Is Jesus God or a man infused with Christ Consciousness, the omniscient intelligence of God? I wonder if there is truly a difference. Divine nature shows itself in a multitude of ways – from qualities of inward light, including benevolence, innocence, wisdom, loving kindness, humor, and compassion in human forms, and within the millions of natural wonders of the universe.

As much as I enjoyed contemplating these concepts from these passages from John, I could also see the seeds of pejorative attitudes that have existed for centuries based on the way the scripture is worded. Anti-Semitism could be interpreted from the language regarding the “Jews,” false prophets, thieves and robbers, etc. For example, in the sheep pen, the shepherd is the gate. Jesus states that anyone who climbs into the sheep pen (followers) by some other way than through him (Jesus), are “thieves and robbers.” If Jesus is the only gate to God, all other faiths are discredited. Jesus also stated that “All that ever came before me are thieves and robbers; but the sheep did not hear them.” I had trouble with these passages initially. It reads in our modern language as though Jesus is dishonoring other religions, as well as Abraham, Moses, Elijah, Buddha, John the Baptist, and other great spiritual leaders who preceded him. However, it is possible that he is referring to teachers who claim, by elevating their own egos and seeking devotion by followers, are robbing followers of the devotion meant for God. Ignorance or spiritual blindness is really the thief, in that this prevents people from having a life of true spiritual grace in God. Based on the essence of his teachings, Jesus would not have discredited great prophets and seers who delivered such similar messages about the presence of Divinity within.

When Jesus says, “I have other sheep that are not of this sheep pen. I must bring them also. They, too, will listen to my voice, and there shall be one flock and one shepherd,” I believe he expands his vision, and unifies all spiritual teachings to one voice, one God.

Still, there is a lot in these passages that harm if taken literally, and unfortunately damage the message of Christianity.


4 responses

  1. Full of insight and wisdom, as usual. This morning we went to Walmarts (You who live in the city can scoff at this, but in Middle America it is a stimulating experience: hordes of people in and out; at the door three different knots of people in conversation– the marketplace like a crowded city place, of which we’re usually deprived– excuse this ranting aside).Anyway this morning I sat near hordes of “challenged children” with a great variety of illnesses. Driving home I railed at God for doing that to them. Ellie made me aware of the spiritual gifts they may have that I lack. To me this represents two different ways of conceiving reality: the literal and the spiritual. I would like to be like Ellie, and Meredith!

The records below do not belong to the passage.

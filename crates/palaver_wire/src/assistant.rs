//! The direct platform envelope (protocol 1): the assistant posts the turn
//! straight to the webhook and persists session state in
//! `conversation.conversationToken`.

use serde::{Deserialize, Serialize};
use serde_json::{Map, Value};

use crate::{
    argument::Argument,
    response::{RichResponse, SimpleResponse},
    user::{Device, Surface, User},
};

#[derive(Debug, Clone, PartialEq, Default, Serialize, Deserialize)]
#[serde(rename_all = "camelCase")]
pub struct AppRequest {
    #[serde(default, skip_serializing_if = "Option::is_none")]
    pub user: Option<User>,

    #[serde(default, skip_serializing_if = "Option::is_none")]
    pub device: Option<Device>,

    #[serde(default, skip_serializing_if = "Option::is_none")]
    pub surface: Option<Surface>,

    /// Surfaces available for cross-surface handoff.
    #[serde(default, skip_serializing_if = "Vec::is_empty")]
    pub available_surfaces: Vec<Surface>,

    #[serde(default, skip_serializing_if = "Option::is_none")]
    pub conversation: Option<Conversation>,

    /// Only one input is supported.
    #[serde(default, skip_serializing_if = "Vec::is_empty")]
    pub inputs: Vec<Input>,

    #[serde(default, skip_serializing_if = "Option::is_none")]
    pub is_in_sandbox: Option<bool>,
}

/// Session identifiers plus the opaque token recirculated every turn.
#[derive(Debug, Clone, PartialEq, Default, Serialize, Deserialize)]
#[serde(rename_all = "camelCase")]
pub struct Conversation {
    #[serde(default, skip_serializing_if = "Option::is_none")]
    pub conversation_id: Option<String>,

    #[serde(default, rename = "type", skip_serializing_if = "Option::is_none")]
    pub conversation_type: Option<String>,

    #[serde(default, skip_serializing_if = "Option::is_none")]
    pub conversation_token: Option<String>,
}

#[derive(Debug, Clone, PartialEq, Default, Serialize, Deserialize)]
#[serde(rename_all = "camelCase")]
pub struct Input {
    /// The resolved intent name for this turn.
    #[serde(default, skip_serializing_if = "Option::is_none")]
    pub intent: Option<String>,

    #[serde(default, skip_serializing_if = "Vec::is_empty")]
    pub raw_inputs: Vec<RawInput>,

    #[serde(default, skip_serializing_if = "Vec::is_empty")]
    pub arguments: Vec<Argument>,
}

#[derive(Debug, Clone, PartialEq, Default, Serialize, Deserialize)]
#[serde(rename_all = "camelCase")]
pub struct RawInput {
    /// Typed or spoken input from the end user.
    #[serde(default, skip_serializing_if = "Option::is_none")]
    pub query: Option<String>,

    #[serde(default, skip_serializing_if = "Option::is_none")]
    pub input_type: Option<String>,
}

#[derive(Debug, Clone, PartialEq, Default, Serialize, Deserialize)]
#[serde(rename_all = "camelCase")]
pub struct AppResponse {
    /// Opaque session blob echoed back by the platform next turn.
    #[serde(default, skip_serializing_if = "Option::is_none")]
    pub conversation_token: Option<String>,

    /// Opaque per-user blob persisted across conversations.
    #[serde(default, skip_serializing_if = "Option::is_none")]
    pub user_storage: Option<String>,

    #[serde(default, skip_serializing_if = "Option::is_none")]
    pub expect_user_response: Option<bool>,

    /// Populated when the conversation continues; absent on a closing turn.
    #[serde(default, skip_serializing_if = "Vec::is_empty")]
    pub expected_inputs: Vec<ExpectedInput>,

    /// Populated when the conversation ends; absent while it continues.
    #[serde(default, skip_serializing_if = "Option::is_none")]
    pub final_response: Option<FinalResponse>,

    #[serde(default, skip_serializing_if = "Option::is_none")]
    pub is_in_sandbox: Option<bool>,
}

#[derive(Debug, Clone, PartialEq, Default, Serialize, Deserialize)]
#[serde(rename_all = "camelCase")]
pub struct ExpectedInput {
    #[serde(default, skip_serializing_if = "Option::is_none")]
    pub input_prompt: Option<InputPrompt>,

    #[serde(default, skip_serializing_if = "Vec::is_empty")]
    pub possible_intents: Vec<ExpectedIntent>,
}

#[derive(Debug, Clone, PartialEq, Default, Serialize, Deserialize)]
#[serde(rename_all = "camelCase")]
pub struct InputPrompt {
    #[serde(default, skip_serializing_if = "Option::is_none")]
    pub rich_initial_prompt: Option<RichResponse>,

    #[serde(default, skip_serializing_if = "Vec::is_empty")]
    pub no_input_prompts: Vec<SimpleResponse>,
}

/// The follow-up intent the webhook expects the platform to collect next.
#[derive(Debug, Clone, PartialEq, Default, Serialize, Deserialize)]
#[serde(rename_all = "camelCase")]
pub struct ExpectedIntent {
    #[serde(default, skip_serializing_if = "Option::is_none")]
    pub intent: Option<String>,

    /// Typed value spec for the intent, keyed by an `@type` discriminator.
    #[serde(default, skip_serializing_if = "Option::is_none")]
    pub input_value_data: Option<Map<String, Value>>,
}

#[derive(Debug, Clone, PartialEq, Default, Serialize, Deserialize)]
#[serde(rename_all = "camelCase")]
pub struct FinalResponse {
    #[serde(default, skip_serializing_if = "Option::is_none")]
    pub rich_response: Option<RichResponse>,
}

  2. Hi Larry – I’ve never been to a Wahlmart … there isn’t a close one around, so I’ll have to live vicariously through you :-). About those children – maybe God doesn’t do the bad things to people, maybe the bad things are a result of a non-perfect world?

  3. Ah, Larry, you and I have similar yearnings — to exhibit and feel the peace that lets us say, I don’t understand how a loving God could be so cruel. And yet here is Crystal, herself experiencing something I would find horrifying — the lessening and loss of her sight, and she dislays a peace about it that I may never experience. So who is the handicapped one here? For me, its the fear and guilt and arrogance — fear of physical diability, ignorance of what it feels like to be disabled and arrogance that my physically undisabled state is preferable. I’m certainly not suggesting that a disability or physical challenge is a gift, but its narrow-minded of me to think I’m not disabled just because everything is currently working as its supposed to. I’m blathering — I feel my physical well-being masks a spiritual dis-ease.

  4. God bless both of you; it’s such a privilege to be your friend.